You did the thing though, @treesprite! It's always so frustrating to not do as much or as well as you wanted, but progress and recovery are both notoriously slow in this sport. And it's so hard to stop pushing yourself when you want to keep going but your body just won't cooperate. But yaaaaay to finding some optimism in today's session! You skated as much as you could and can say that something's improving, which are both awesome. I so hope Friday comes quickly for you and that it gives you some great ice time.
 
A short session tonight, with the primary goal of testing out my costume for my new artistic. It worked out pretty well, except that it was unexpectedly rather hot, oops. I did a few jumps an spins an some choreo work, then did a full run-through with music which also went very well!
 
In the days when I was learning sit spins, being hunched over was a very bad thing, and having the free leg curled was a bad thing. Of course nowadays, things thought of as bad technique back then, get extra points for difficulty! Some of the skaters at my rink learn how to do those ugly things before they are taught proper traditional sit spins, and I almost never see anyone doing a traditional sit spin anymore in freestyle sessions. The main things that disappoint me as a returning adult, are that skating now rewards bad techniques, and that skating basically requires people to be contortionists.

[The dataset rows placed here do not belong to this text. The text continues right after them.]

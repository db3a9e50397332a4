//! Match selection: which listed matches an ingestion run processes.

use std::collections::HashSet;

use chrono::NaiveDate;

use crate::domain::{MatchFilter, MatchSummary};

/// Matches starting on `today` (local calendar date).
pub fn filter_today(summaries: &[MatchSummary], today: NaiveDate) -> Vec<MatchSummary> {
    summaries
        .iter()
        .filter(|m| m.start.date_naive() == today)
        .cloned()
        .collect()
}

/// Matches whose series name contains `league`, ignoring case.
pub fn filter_by_league(summaries: &[MatchSummary], league: &str) -> Vec<MatchSummary> {
    let needle = league.trim().to_lowercase();
    summaries
        .iter()
        .filter(|m| {
            m.series_name
                .as_deref()
                .is_some_and(|name| name.to_lowercase().contains(&needle))
        })
        .cloned()
        .collect()
}

/// Keep the first listing of each match id (a match can be on several feeds).
pub fn dedupe_matches(summaries: Vec<MatchSummary>) -> Vec<MatchSummary> {
    let mut seen = HashSet::new();
    summaries
        .into_iter()
        .filter(|m| seen.insert(m.match_id))
        .collect()
}

/// Apply a run's filter, then de-duplicate.
pub fn select_matches(summaries: &[MatchSummary], filter: &MatchFilter, today: NaiveDate) -> Vec<MatchSummary> {
    let selected = match filter {
        MatchFilter::Today => filter_today(summaries, today),
        MatchFilter::League(name) => filter_by_league(summaries, name),
    };
    dedupe_matches(selected)
}
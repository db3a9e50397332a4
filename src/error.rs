/// Error carried up to `main`, which prints the message and exits with the code.
///
/// Exit codes:
/// - `2`: configuration, usage, or local IO problems
/// - `3`: nothing to work with (no matches today, empty players table)
/// - `4`: remote service or terminal failures
#[derive(Clone)]
pub struct AppError {
    exit_code: u8,
    message: String,
}

impl AppError {
    pub fn new(exit_code: u8, message: impl Into<String>) -> Self {
        Self {
            exit_code,
            message: message.into(),
        }
    }

    pub fn exit_code(&self) -> u8 {
        self.exit_code
    }
}

impl std::fmt::Display for AppError {
    fn fmt(&self, f: &mut std::fmt::Formatter<'_>) -> std::fmt::Result {
        write!(f, "{}", self.message)
    }
}

impl std::fmt::Debug for AppError {
    fn fmt(&self, f: &mut std::fmt::Formatter<'_>) -> std::fmt::Result {
        f.debug_struct("AppError")
            .field("exit_code", &self.exit_code)
            .field("message", &self.message)
            .finish()
    }
}

impl std::error::Error for AppError {}
//! `cricket-horoscope` library crate.
//!
//! The binary (`horo`) is a thin wrapper around this library so that:
//!
//! - the fetch/rank/assemble pipeline is testable without spawning processes
//! - remote collaborators (sports feed, language model) sit behind traits
//!   that tests can replace with in-memory stubs

pub mod app;
pub mod cli;
pub mod config;
pub mod data;
pub mod domain;
pub mod error;
pub mod io;
pub mod rating;
pub mod report;
pub mod tui;
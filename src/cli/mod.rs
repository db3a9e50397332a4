//! Command-line parsing for the cricket horoscope leaderboard.
//!
//! The goal of this module is to keep **argument parsing** separate from the
//! fetch/rank pipeline and its sinks.

use std::path::PathBuf;

use clap::{Parser, Subcommand};

use crate::domain::FeedKind;

/// Top-level CLI.
#[derive(Debug, Parser)]
#[command(name = "horo", version, about = "Cricket horoscope leaderboard (Cricbuzz + DeepInfra)")]
pub struct Cli {
    #[command(subcommand)]
    pub command: Command,
}

/// CLI subcommands.
#[derive(Debug, Subcommand)]
pub enum Command {
    /// Fetch matches, rank each squad by zodiac, and write JSON files and the players table.
    Ingest(IngestArgs),
    /// Launch the terminal dashboard over the stored players.
    ///
    /// Ranks the signs in the `players` table live and shows the leaderboard
    /// next to a per-sign rating chart.
    Board(BoardArgs),
    /// Print the leaderboard for the stored players (useful for scripting).
    Table(BoardArgs),
    /// Print the stored players table.
    Players(DbArgs),
}

/// Options for an ingestion run.
#[derive(Debug, Parser, Clone)]
pub struct IngestArgs {
    /// Process matches from this league/series (substring, case-insensitive) instead of today's.
    #[arg(short = 'l', long)]
    pub league: Option<String>,

    /// Feeds to list (repeatable). Defaults to both `recent` and `upcoming`.
    #[arg(long = "feed", value_enum)]
    pub feeds: Vec<FeedKind>,

    /// Directory for `leaderboard-{matchId}.json` and `matches.json`.
    #[arg(long, default_value = "frontend/public")]
    pub out_dir: PathBuf,

    /// Skip the per-match JSON files.
    #[arg(long)]
    pub no_files: bool,

    /// SQLite database holding the `players` table.
    #[arg(long, default_value = "squads.db")]
    pub db: PathBuf,

    /// Skip writing the `players` table.
    #[arg(long)]
    pub no_db: bool,
}

/// Options for the dashboard and table views.
#[derive(Debug, Parser, Clone)]
pub struct BoardArgs {
    /// SQLite database holding the `players` table.
    #[arg(long, default_value = "squads.db")]
    pub db: PathBuf,

    /// Where to write the ranked leaderboard JSON.
    #[arg(long, default_value = "leaderboard.json")]
    pub export: PathBuf,

    /// Do not write the leaderboard JSON.
    #[arg(long)]
    pub no_export: bool,
}

/// Options for commands that only read the database.
#[derive(Debug, Parser, Clone)]
pub struct DbArgs {
    /// SQLite database holding the `players` table.
    #[arg(long, default_value = "squads.db")]
    pub db: PathBuf,
}

#[cfg(test)]
mod tests {
    use super::*;

    #[test]
    fn ingest_defaults() {
        let cli = Cli::parse_from(["horo", "ingest"]);
        let Command::Ingest(args) = cli.command else {
            panic!("expected ingest");
        };
        assert!(args.league.is_none());
        assert!(args.feeds.is_empty());
        assert_eq!(args.out_dir, PathBuf::from("frontend/public"));
        assert_eq!(args.db, PathBuf::from("squads.db"));
        assert!(!args.no_files && !args.no_db);
    }

    #[test]
    fn ingest_league_and_feeds() {
        let cli = Cli::parse_from(["horo", "ingest", "-l", "IPL", "--feed", "upcoming", "--no-db"]);
        let Command::Ingest(args) = cli.command else {
            panic!("expected ingest");
        };
        assert_eq!(args.league.as_deref(), Some("IPL"));
        assert_eq!(args.feeds, vec![FeedKind::Upcoming]);
        assert!(args.no_db);
    }

    #[test]
    fn table_accepts_export_path() {
        let cli = Cli::parse_from(["horo", "table", "--export", "out/board.json"]);
        let Command::Table(args) = cli.command else {
            panic!("expected table");
        };
        assert_eq!(args.export, PathBuf::from("out/board.json"));
    }
}
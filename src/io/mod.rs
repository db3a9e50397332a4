//! Input/output helpers.
//!
//! - JSON exports read by the web front-end (`export`)
//! - the SQLite `players` table (`store`)

pub mod export;
pub mod store;

pub use export::*;
pub use store::*;
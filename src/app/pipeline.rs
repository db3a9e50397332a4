//! Shared "leaderboard pipeline" logic used by the ingest, table, and dashboard front-ends.
//!
//! Keeping this in one place avoids duplicating the core workflow:
//! feeds -> match selection -> squads -> DOB lookup -> zodiac -> model ranking -> leaderboard
//!
//! The front-ends can then focus on presentation and persistence.

use chrono::NaiveDate;

use crate::data::{CricketFeed, collect_players, select_matches};
use crate::domain::{LeaderboardRow, MatchSummary, PlayerRecord, RunConfig};
use crate::error::AppError;
use crate::rating::{ChatModel, Ranking, rank, signs_present};
use crate::report::assemble;

/// One processed match.
#[derive(Debug, Clone)]
pub struct MatchLeaderboard {
    pub summary: MatchSummary,
    pub players: Vec<PlayerRecord>,
    pub ranking: Ranking,
    pub rows: Vec<LeaderboardRow>,
}

/// All computed outputs of a single ingestion run.
#[derive(Debug, Clone)]
pub struct IngestOutput {
    pub matches: Vec<MatchLeaderboard>,
}

impl IngestOutput {
    /// Every player across all processed matches, in processing order.
    pub fn all_players(&self) -> Vec<PlayerRecord> {
        self.matches.iter().flat_map(|m| m.players.iter().cloned()).collect()
    }
}

/// A ranked leaderboard over an already-known set of players.
#[derive(Debug, Clone)]
pub struct BoardOutput {
    pub ranking: Ranking,
    pub rows: Vec<LeaderboardRow>,
}

/// List every configured feed and keep the matches the run's filter selects.
///
/// Finding nothing is fatal: there is nothing to rank and nothing is written.
pub fn fetch_matches(feed: &dyn CricketFeed, config: &RunConfig, today: NaiveDate) -> Result<Vec<MatchSummary>, AppError> {
    let mut listed = Vec::new();
    for kind in &config.feeds {
        let summaries = feed.list_matches(*kind)?;
        log::debug!("'{}' feed listed {} matches", kind.path(), summaries.len());
        listed.extend(summaries);
    }

    let selected = select_matches(&listed, &config.filter, today);
    if selected.is_empty() {
        return Err(AppError::new(
            3,
            format!("No matches found for {}.", config.filter.describe()),
        ));
    }
    Ok(selected)
}

/// Squads, players, ranking and rows for one match.
pub fn build_match_leaderboard(
    feed: &dyn CricketFeed,
    model: &dyn ChatModel,
    summary: MatchSummary,
) -> Result<MatchLeaderboard, AppError> {
    let (first, second) = feed.fetch_squad(summary.match_id)?;
    let listed = first.entries.len() + second.entries.len();
    let players = collect_players(feed, &[first, second]);
    log::info!(
        "{}: {} of {} squad members have a usable date of birth",
        summary.teams,
        players.len(),
        listed
    );

    let board = rank_players(model, &players);
    Ok(MatchLeaderboard {
        summary,
        players,
        ranking: board.ranking,
        rows: board.rows,
    })
}

/// Execute the full ingestion pipeline and return the computed outputs.
pub fn run_ingest(
    feed: &dyn CricketFeed,
    model: &dyn ChatModel,
    config: &RunConfig,
    today: NaiveDate,
) -> Result<IngestOutput, AppError> {
    let selected = fetch_matches(feed, config, today)?;

    let mut matches = Vec::with_capacity(selected.len());
    for summary in selected {
        log::info!("Processing: {}", summary.teams);
        matches.push(build_match_leaderboard(feed, model, summary)?);
    }
    Ok(IngestOutput { matches })
}

/// Rank the signs present among `players` and assemble the leaderboard.
pub fn rank_players(model: &dyn ChatModel, players: &[PlayerRecord]) -> BoardOutput {
    let ranking = rank(model, &signs_present(players));
    let rows = assemble(players, &ranking.ratings);
    BoardOutput { ranking, rows }
}

#[cfg(test)]
mod tests {
    use std::collections::HashMap;

    use chrono::{Local, TimeZone};

    use super::*;
    use crate::domain::{FeedKind, MatchFilter, Squad, SquadEntry, ZodiacSign};
    use crate::rating::RankingSource;

    struct StubFeed {
        recent: Vec<MatchSummary>,
        upcoming: Vec<MatchSummary>,
        squads: HashMap<i64, (Squad, Squad)>,
        dobs: HashMap<i64, String>,
    }

    impl CricketFeed for StubFeed {
        fn list_matches(&self, feed: FeedKind) -> Result<Vec<MatchSummary>, AppError> {
            Ok(match feed {
                FeedKind::Recent => self.recent.clone(),
                FeedKind::Upcoming => self.upcoming.clone(),
            })
        }

        fn fetch_squad(&self, match_id: i64) -> Result<(Squad, Squad), AppError> {
            self.squads
                .get(&match_id)
                .cloned()
                .ok_or_else(|| AppError::new(4, format!("no squad for {match_id}")))
        }

        fn fetch_date_of_birth(&self, player_id: i64) -> Option<String> {
            self.dobs.get(&player_id).cloned()
        }
    }

    struct StubModel(&'static str);

    impl ChatModel for StubModel {
        fn complete(&self, _system: &str, _prompt: &str) -> Result<String, AppError> {
            Ok(self.0.to_string())
        }
    }

    fn today() -> NaiveDate {
        NaiveDate::from_ymd_opt(2026, 10, 19).unwrap()
    }

    fn summary(id: i64, day: u32) -> MatchSummary {
        MatchSummary {
            match_id: id,
            teams: "India vs Australia".to_string(),
            start: Local.with_ymd_and_hms(2026, 10, day, 13, 30, 0).unwrap(),
            series_name: Some("Border-Gavaskar Trophy".to_string()),
        }
    }

    fn squad(team: &str, ids: &[(i64, &str)]) -> Squad {
        Squad {
            team: team.to_string(),
            entries: ids
                .iter()
                .map(|(id, name)| SquadEntry {
                    id: *id,
                    name: name.to_string(),
                    role: "batsman".to_string(),
                    team: team.to_string(),
                })
                .collect(),
        }
    }

    fn feed() -> StubFeed {
        StubFeed {
            recent: vec![summary(1, 18)],
            upcoming: vec![summary(2, 19), summary(2, 19)],
            squads: HashMap::from([(
                2,
                (
                    squad("India", &[(10, "Virat Kohli"), (11, "Rohit Sharma"), (12, "Unknown Age")]),
                    squad("Australia", &[(20, "Steven Smith"), (21, "Pat Cummins")]),
                ),
            )]),
            dobs: HashMap::from([
                (10, "November 05, 1988".to_string()),
                (11, "April 30, 1987".to_string()),
                (12, "n/a".to_string()),
                (20, "Jun 02, 1989".to_string()),
            ]),
        }
    }

    fn config(filter: MatchFilter) -> RunConfig {
        RunConfig {
            filter,
            feeds: FeedKind::ALL.to_vec(),
            out_dir: None,
            db_path: None,
        }
    }

    #[test]
    fn ingest_builds_sorted_leaderboard_for_todays_match() {
        let model = StubModel(r#"{"order":["Gemini","Scorpio","Taurus"]}"#);
        let out = run_ingest(&feed(), &model, &config(MatchFilter::Today), today()).unwrap();

        assert_eq!(out.matches.len(), 1);
        let m = &out.matches[0];
        assert_eq!(m.summary.match_id, 2);
        assert_eq!(m.ranking.source, RankingSource::Model);

        let got: Vec<(&str, ZodiacSign, Option<u32>)> =
            m.rows.iter().map(|r| (r.player.as_str(), r.zodiac, r.rating)).collect();
        assert_eq!(
            got,
            vec![
                ("Steven Smith", ZodiacSign::Gemini, Some(3)),
                ("Virat Kohli", ZodiacSign::Scorpio, Some(2)),
                ("Rohit Sharma", ZodiacSign::Taurus, Some(1)),
            ]
        );
        assert_eq!(out.all_players().len(), 3);
    }

    #[test]
    fn players_without_dob_never_reach_the_leaderboard() {
        let model = StubModel("no idea");
        let out = run_ingest(&feed(), &model, &config(MatchFilter::Today), today()).unwrap();
        let names: Vec<&str> = out.matches[0].rows.iter().map(|r| r.player.as_str()).collect();
        assert!(!names.contains(&"Unknown Age"));
        assert!(!names.contains(&"Pat Cummins"));
        assert!(out.matches[0].ranking.warning().is_some());
    }

    #[test]
    fn no_matches_today_is_fatal() {
        let mut f = feed();
        f.upcoming.clear();
        let err = run_ingest(&f, &StubModel("{}"), &config(MatchFilter::Today), today()).unwrap_err();
        assert_eq!(err.exit_code(), 3);
    }

    #[test]
    fn league_filter_ignores_the_date() {
        let mut f = feed();
        let same = f.squads[&2].clone();
        f.squads.insert(1, same);
        let out = run_ingest(
            &f,
            &StubModel("{}"),
            &config(MatchFilter::League("border-gavaskar".to_string())),
            today(),
        )
        .unwrap();
        let ids: Vec<i64> = out.matches.iter().map(|m| m.summary.match_id).collect();
        assert_eq!(ids, vec![1, 2]);
    }

    #[test]
    fn squad_failure_propagates() {
        let mut f = feed();
        f.squads.clear();
        let err = run_ingest(&f, &StubModel("{}"), &config(MatchFilter::Today), today()).unwrap_err();
        assert_eq!(err.exit_code(), 4);
    }
}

This is off topic ... but I really miss seeing beautiful classic sit spins like Michelle Kwan's!
 
This isn't really figure skating practice, but I feel very loud of myself for being able to go around the rink twice in hockey skates without touching the wall, plus being able to stop in them, plus doing some rink guard turns in them (f-->b--->quick look--->f continuous without having to stop; usually 2-footed turns). Skate Guy agrees that I need to use these for guarding so I don't wear out my figure skates which were such a pita to get right. Before I put my guard jacket on, I put the figure skates on.